Uncertainty in the global economy
Due to the constant instability in the economy caused due to the COVID-19 pandemic as well as other factors, more and more investors are beginning to look for safe haven investments like bitcoin and even gold. As the global economic situation is uncertain and uncertain, this could lead to more demand for crypto as well as more expensive prices.
Retail investors are able to earn interest
The institutional investors aren’t alone in one who’s showing an interest in crypto. Retail investors, or individual investors are also beginning to participate in the market for crypto. As more and more people are educated about crypto and how to invest in it This could result in more demand and higher prices.

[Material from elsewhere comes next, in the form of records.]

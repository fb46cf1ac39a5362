#[allow(unused)]
#[path = "../support/mod.rs"]
mod support;

mod errors;
mod filtering;
mod paging;
mod sorting;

Growing awareness and acceptance of cryptocurrency
As the market for crypto grows, more and more people are starting to learn about and appreciate the concept. As awareness and acceptance grows of crypto it could result in more people purchasing or holding cryptocurrency, and this can raise prices.
The Decentralized Finance (DeFi) is an area that is rapidly expanding in the crypto market that enables the provision of financial services created on top of blockchain technology. As DeFi expands and more projects and platforms are launched, it could result in increased use and more expensive prices for crypto.
Advances in crypto-based payment methods
As the market for crypto grows, more and more companies are beginning to accept crypto as a form of payment. This could lead to increased use of crypto in regular transactions, and a rise in prices.
More investment from sovereign wealth funds
Sovereign wealth funds, which are government-owned instruments for investing, are starting to show interest in crypto as a potential asset class. As more of these funds dedicate a part or their entire portfolios to cryptocurrency, it could result in a rise in demand and more expensive prices.
Utilization of crypto to make cross-border payments
One of the major benefits of cryptocurrency is its ability to facilitate swift and affordable cross-border transactions. As more businesses and individuals start to utilize crypto for international transactions, this can lead to a rise in demand and higher costs.
The number of ATMs that accept crypto is increasing.
As the number of ATMs for crypto continue to grow it will be more convenient for individuals to purchase and store crypto, which will increase demand and price.
Development of security tokens
Security tokens, also known as digital assets that signify ownership of an asset, like real estate or stock are rapidly expanding segment of the cryptocurrency market. With the increasing number of security tokens being issued and traded, this could result in a rise in demand, and thus higher prices for crypto.
Merchants are more likely to adopt the concept.
With the increasing number of retailers start accepting crypto as a form of payment, this will make it more convenient for people to utilize and store crypto, which could drive up demand and prices.
So, will crypto increase in 2023? Only time will tell. But with these factors to consider, it’s possible that the crypto market could see a recovery in 2023. And for those who are looking to invest for the long-term Being patient and disciplined will be key.